<<<<

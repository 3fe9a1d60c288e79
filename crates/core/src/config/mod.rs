//! Configuration loading and schema definitions
//!
//! Settings shared by the backend client and the CLI, read from `infraplan.toml`.

mod loader;
mod schema;

pub use loader::{parse, Config};
pub use schema::*;
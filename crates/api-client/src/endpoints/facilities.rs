//! Facility listing endpoint

use crate::client::{DataSource, Fetched, InfraplanClient};
use crate::error::ApiResult;
use crate::mock;
use infraplan_geo::{BoundingBox, Facility, FacilityType};

/// Facility API interface
#[derive(Clone)]
pub struct FacilitiesApi {
    client: InfraplanClient,
}

impl FacilitiesApi {
    /// Create a new facilities API interface
    pub(crate) fn new(client: InfraplanClient) -> Self {
        Self { client }
    }

    /// Facilities of one type inside `bbox`
    pub async fn fetch(
        &self,
        facility_type: FacilityType,
        bbox: &BoundingBox,
    ) -> ApiResult<Vec<Facility>> {
        bbox.validate()?;
        let path = format!("facilities/{}", facility_type.as_str());
        self.client.get(&path, &bbox.to_query()).await
    }

    /// Like [`fetch`](Self::fetch), with generated facilities when the backend is down
    pub async fn fetch_or_mock(
        &self,
        facility_type: FacilityType,
        bbox: &BoundingBox,
    ) -> ApiResult<Fetched<Vec<Facility>>> {
        bbox.validate()?;
        let result = self.fetch(facility_type, bbox).await;
        self.client.or_mock("facilities", result, || {
            mock::facilities(&mut rand::rng(), facility_type, bbox)
        })
    }

    /// Facilities of several types, fetched one after another
    pub async fn fetch_many_or_mock(
        &self,
        types: &[FacilityType],
        bbox: &BoundingBox,
    ) -> ApiResult<Fetched<Vec<Facility>>> {
        let mut all = Vec::new();
        let mut source = DataSource::Backend;
        for &facility_type in types {
            let fetched = self.fetch_or_mock(facility_type, bbox).await?;
            if fetched.is_mock() {
                source = fetched.source;
            }
            all.extend(fetched.data);
        }
        Ok(Fetched { data: all, source })
    }
}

>>>>

= WHAT TO DO =
Take each line of the listing above and set it down again exactly.

= OUTPUT OF THE EXERCISE =
repository 3fe9a1d60c288e79
filename crates/core/src/config/mod.rs
//! Configuration loading and schema definitions
//!
//! Settings shared by the backend client and the CLI, read from `infraplan.toml`.

mod loader;
mod schema;

pub use loader::{parse, Config};
pub use schema::*;
filename crates/api-client/src/endpoints/facilities.rs
//! Facility listing endpoint

use crate::client::{DataSource, Fetched, InfraplanClient};
use crate::error::ApiResult;
use crate::mock;
use infraplan_geo::{BoundingBox, Facility, FacilityType};

/// Facility API interface
#[derive(Clone)]
pub struct FacilitiesApi {
    client: InfraplanClient,
}

impl FacilitiesApi {
    /// Create a new facilities API interface
    pub(crate) fn new(client: InfraplanClient) -> Self {
        Self { client }
    }

    /// Facilities of one type inside `bbox`
    pub async fn fetch(
        &self,
        facility_type: FacilityType,
        bbox: &BoundingBox,
    ) -> ApiResult<Vec<Facility>> {
        bbox.validate()?;
        let path = format!("facilities/{}", facility_type.as_str());
        self.client.get(&path, &bbox.to_query()).await
    }

    /// Like [`fetch`](Self::fetch), with generated facilities when the backend is down
    pub async fn fetch_or_mock(
        &self,
        facility_type: FacilityType,
        bbox: &BoundingBox,
    ) -> ApiResult<Fetched<Vec<Facility>>> {
        bbox.validate()?;
        let result = self.fetch(facility_type, bbox).await;
        self.client.or_mock("facilities", result, || {
            mock::facilities(&mut rand::rng(), facility_type, bbox)
        })
    }

    /// Facilities of several types, fetched one after another
    pub async fn fetch_many_or_mock(
        &self,
        types: &[FacilityType],
        bbox: &BoundingBox,
    ) -> ApiResult<Fetched<Vec<Facility>>> {
        let mut all = Vec::new();
        let mut source = DataSource::Backend;
        for &facility_type in types {
            let fetched = self.fetch_or_mock(facility_type, bbox).await?;
            if fetched.is_mock() {
                source = fetched.source;
            }
            all.extend(fetched.data);
        }
        Ok(Fetched { data: all, source })
    }
}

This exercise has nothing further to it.